Multidimensional Structure and Properties of Silk Fibroin/Collagen/Hydroxyapatite Bionic Bone Materials
10.16156/j.1004-7220.2019.06.09
- VernacularTitle:基于丝素/胶原/羟基磷灰石仿生骨材料的多维结构及其性能
- Author:
Wei CHENG
1
;
Yang ZHANG
2
;
Xiugang SONG
1
;
Xianglong LIN
3
;
Yang LIU
1
;
Ruixin LI
4
;
Yunqiang XU
5
;
Xizheng ZHANG
2
Author Information
1. Department of Orthopaedics, General Hospital of Tianjin Medical University;Department of Clinical Medicine, Graduate School, Tianjin Medical University;nstitute of Medical Service and Technology, Academy of Military Sciences
2. Institute of Medical Service and Technology, Academy of Military Sciences
3. Institute of Medical Service and Technology, Academy of Military Sciences;Tianjin Key Laboratory of Advanced Electromechanical System Design and Intelligent Control, Tianjin University of Technology
4. Tianjin Stomatological Hospital Central Laboratory
5. Department of Orthopaedics, General Hospital of Tianjin Medical University
- Publication Type:Journal Article
- Keywords:
bionic bone materials;
composite membrane;
three-dimensional (3D) scaffold;
multidimensional structure;
biocompatibility
- From:
Journal of Medical Biomechanics
2019;34(6):E623-E630
- CountryChina
- Language:Chinese
-
Abstract:
Objective To construct a two-dimensional (2D) composite membrane and a three-dimensional (3D) biomimetic scaffold by silk fibroin (SF), type I collagen (Col-I) and hydroxyapatite (HA) blends in vitro, so as to study its physicochemical properties, as well as biocompatibility and explore the feasibility of its application in tissue engineering scaffold materials.
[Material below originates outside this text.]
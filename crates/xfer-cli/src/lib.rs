//! CLI library components for the `xfer` mapping planner.

pub mod logging;
pub mod plan;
Methods 2D composite membranes and 3D scaffolds were prepared by blending SF/Col-I/HA at the bottom of cell culture chamber and low temperature 3D printing combined with vacuum freeze drying. The biocompatibility was evaluated by mechanical property testing, scanning electron microscope and Micro-CT to examine the physicochemical properties of the material, and cell proliferation was detected to evaluate its biocompatibility. Results Stable 2D composite membrane and 3D porous structural scaffolds were obtained by blending and low temperature 3D printing. The mechanical properties were consistent. The pore size, water absorption, porosity and elastic modulus were all in accordance with the requirements of constructing tissue engineering bone. The scaffold was a grid-like white cube with good internal pore connectivity; HA was evenly distributed in the composite membrane, and the cells were attached to the composite membrane in a flat shape; the cells were distributed around pore walls of the scaffold. The shape of the shuttle was fusiform, and the growth and proliferation were good. Conclusions The composite membrane and 3D scaffold prepared by SF/Col-I/HA blending system had better pore connectivity and pore structure, which was beneficial to cell and tissue growth and nutrient transport. Its physicochemical properties and biocompatibility could meet the requirements of bone tissue engineering biomaterials.